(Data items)
────────────────────────────────────────

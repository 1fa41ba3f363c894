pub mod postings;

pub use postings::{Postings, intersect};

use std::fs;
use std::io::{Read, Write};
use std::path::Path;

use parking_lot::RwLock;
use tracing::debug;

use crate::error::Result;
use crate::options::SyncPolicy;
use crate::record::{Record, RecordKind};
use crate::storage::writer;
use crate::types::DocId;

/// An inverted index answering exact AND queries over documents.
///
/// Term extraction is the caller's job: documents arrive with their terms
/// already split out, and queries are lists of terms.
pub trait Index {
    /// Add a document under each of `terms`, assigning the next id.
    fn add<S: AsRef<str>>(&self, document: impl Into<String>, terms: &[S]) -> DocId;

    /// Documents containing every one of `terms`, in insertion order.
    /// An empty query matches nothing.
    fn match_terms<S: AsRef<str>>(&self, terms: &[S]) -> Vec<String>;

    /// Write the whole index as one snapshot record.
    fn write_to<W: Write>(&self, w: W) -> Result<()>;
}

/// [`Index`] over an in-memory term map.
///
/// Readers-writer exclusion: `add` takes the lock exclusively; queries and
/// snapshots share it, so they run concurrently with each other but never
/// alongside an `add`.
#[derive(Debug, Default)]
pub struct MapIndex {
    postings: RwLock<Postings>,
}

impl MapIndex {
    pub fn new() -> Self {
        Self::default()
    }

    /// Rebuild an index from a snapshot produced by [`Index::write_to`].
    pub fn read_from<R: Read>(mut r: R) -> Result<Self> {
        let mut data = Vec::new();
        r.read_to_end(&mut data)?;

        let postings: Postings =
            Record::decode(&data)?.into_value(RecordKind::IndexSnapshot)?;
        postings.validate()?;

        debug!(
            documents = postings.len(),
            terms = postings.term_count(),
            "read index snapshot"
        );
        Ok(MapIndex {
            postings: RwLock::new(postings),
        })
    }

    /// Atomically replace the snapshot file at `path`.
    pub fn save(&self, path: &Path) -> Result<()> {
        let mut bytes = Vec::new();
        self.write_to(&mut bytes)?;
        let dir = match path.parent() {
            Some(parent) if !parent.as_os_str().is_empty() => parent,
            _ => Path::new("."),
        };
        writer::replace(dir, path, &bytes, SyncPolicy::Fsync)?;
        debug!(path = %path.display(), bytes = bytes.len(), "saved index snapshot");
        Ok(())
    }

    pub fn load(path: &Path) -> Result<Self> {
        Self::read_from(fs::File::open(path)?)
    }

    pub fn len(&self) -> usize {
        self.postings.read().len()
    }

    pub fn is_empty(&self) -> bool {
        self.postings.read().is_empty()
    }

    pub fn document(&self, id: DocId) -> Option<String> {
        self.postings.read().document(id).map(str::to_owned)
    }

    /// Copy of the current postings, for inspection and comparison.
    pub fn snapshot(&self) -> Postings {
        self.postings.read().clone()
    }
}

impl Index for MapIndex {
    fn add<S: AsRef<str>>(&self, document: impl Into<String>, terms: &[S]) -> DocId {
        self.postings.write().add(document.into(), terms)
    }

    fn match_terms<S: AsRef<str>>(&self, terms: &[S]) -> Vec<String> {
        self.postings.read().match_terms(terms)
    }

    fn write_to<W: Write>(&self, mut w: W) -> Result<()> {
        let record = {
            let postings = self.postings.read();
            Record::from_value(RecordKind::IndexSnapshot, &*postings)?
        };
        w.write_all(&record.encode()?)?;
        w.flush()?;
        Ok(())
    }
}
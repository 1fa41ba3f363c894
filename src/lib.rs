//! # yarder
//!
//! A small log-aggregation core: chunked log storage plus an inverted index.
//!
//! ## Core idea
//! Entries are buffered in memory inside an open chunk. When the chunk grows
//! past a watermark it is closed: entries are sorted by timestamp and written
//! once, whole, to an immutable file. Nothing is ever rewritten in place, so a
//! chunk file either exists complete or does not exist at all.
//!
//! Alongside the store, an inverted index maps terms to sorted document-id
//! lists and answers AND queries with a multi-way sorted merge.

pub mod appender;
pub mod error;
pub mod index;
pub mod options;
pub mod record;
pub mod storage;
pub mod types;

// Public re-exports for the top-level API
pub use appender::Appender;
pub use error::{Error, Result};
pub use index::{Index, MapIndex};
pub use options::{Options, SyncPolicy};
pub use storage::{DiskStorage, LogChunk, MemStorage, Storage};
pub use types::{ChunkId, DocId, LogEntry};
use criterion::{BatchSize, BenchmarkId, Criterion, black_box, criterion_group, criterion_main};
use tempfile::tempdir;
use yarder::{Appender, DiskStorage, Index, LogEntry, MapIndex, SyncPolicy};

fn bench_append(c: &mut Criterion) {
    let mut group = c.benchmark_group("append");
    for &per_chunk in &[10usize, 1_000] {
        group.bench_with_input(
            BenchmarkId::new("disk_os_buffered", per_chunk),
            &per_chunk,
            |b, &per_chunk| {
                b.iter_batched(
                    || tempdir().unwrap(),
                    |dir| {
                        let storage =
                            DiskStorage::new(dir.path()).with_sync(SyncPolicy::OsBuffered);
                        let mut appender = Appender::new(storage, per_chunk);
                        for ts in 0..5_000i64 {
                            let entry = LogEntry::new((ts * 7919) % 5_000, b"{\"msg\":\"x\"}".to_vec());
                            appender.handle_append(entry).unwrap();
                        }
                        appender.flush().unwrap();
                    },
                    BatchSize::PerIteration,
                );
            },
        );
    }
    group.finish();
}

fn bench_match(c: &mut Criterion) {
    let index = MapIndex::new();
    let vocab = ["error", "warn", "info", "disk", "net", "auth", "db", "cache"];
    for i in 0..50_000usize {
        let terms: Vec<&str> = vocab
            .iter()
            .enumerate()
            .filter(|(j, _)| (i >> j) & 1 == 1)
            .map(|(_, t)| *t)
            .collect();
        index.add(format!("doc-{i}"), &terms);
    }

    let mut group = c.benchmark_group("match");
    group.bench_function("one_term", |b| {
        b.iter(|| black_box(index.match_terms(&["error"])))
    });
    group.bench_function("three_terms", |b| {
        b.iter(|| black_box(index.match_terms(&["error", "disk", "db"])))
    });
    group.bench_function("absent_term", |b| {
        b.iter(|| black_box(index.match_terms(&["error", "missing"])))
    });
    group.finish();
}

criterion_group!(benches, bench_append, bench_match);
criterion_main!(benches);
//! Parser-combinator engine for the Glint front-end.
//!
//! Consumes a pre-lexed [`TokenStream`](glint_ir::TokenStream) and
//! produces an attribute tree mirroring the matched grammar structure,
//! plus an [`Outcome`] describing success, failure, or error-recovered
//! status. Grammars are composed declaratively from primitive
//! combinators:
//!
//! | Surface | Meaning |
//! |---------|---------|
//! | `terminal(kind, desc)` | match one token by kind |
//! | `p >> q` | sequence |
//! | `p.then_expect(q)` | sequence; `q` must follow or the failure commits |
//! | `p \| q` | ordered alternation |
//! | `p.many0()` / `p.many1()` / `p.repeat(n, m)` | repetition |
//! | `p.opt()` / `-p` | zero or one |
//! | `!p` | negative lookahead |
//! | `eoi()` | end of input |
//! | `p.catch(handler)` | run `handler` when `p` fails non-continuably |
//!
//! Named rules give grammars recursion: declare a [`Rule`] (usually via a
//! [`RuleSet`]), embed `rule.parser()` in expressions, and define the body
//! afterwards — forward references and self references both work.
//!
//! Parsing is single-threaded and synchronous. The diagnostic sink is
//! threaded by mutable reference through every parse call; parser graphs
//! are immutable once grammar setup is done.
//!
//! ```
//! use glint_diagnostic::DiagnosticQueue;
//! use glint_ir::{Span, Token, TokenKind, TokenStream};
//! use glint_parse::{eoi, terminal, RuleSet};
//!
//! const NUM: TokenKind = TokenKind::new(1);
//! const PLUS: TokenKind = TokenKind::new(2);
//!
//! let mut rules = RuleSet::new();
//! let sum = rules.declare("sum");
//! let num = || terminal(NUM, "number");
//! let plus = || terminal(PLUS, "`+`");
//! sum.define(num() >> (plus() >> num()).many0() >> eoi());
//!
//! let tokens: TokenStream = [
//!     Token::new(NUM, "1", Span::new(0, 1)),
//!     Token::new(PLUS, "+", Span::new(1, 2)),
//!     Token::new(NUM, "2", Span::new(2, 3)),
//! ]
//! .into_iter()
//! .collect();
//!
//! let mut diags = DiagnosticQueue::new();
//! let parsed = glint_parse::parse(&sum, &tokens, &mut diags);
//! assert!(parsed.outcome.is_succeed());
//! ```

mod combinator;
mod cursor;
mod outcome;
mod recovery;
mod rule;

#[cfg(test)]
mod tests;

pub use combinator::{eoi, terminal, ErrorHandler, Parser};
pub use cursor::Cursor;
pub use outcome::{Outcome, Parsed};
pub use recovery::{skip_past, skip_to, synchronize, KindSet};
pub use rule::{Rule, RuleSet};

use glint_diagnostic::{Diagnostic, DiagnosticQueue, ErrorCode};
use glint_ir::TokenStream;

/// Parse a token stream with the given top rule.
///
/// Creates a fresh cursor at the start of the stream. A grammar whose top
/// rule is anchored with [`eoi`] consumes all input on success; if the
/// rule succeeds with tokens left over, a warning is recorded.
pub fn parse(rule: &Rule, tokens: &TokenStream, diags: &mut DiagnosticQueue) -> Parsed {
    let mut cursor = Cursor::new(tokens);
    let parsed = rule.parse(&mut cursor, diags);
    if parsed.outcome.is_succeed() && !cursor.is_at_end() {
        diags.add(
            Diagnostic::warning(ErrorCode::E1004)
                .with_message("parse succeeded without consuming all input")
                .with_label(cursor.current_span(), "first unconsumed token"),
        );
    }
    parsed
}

────────────────────────────────────────

### [To do]
Give the count of lines in the records that contain "terminal", and no other text.

### [Task solution]
5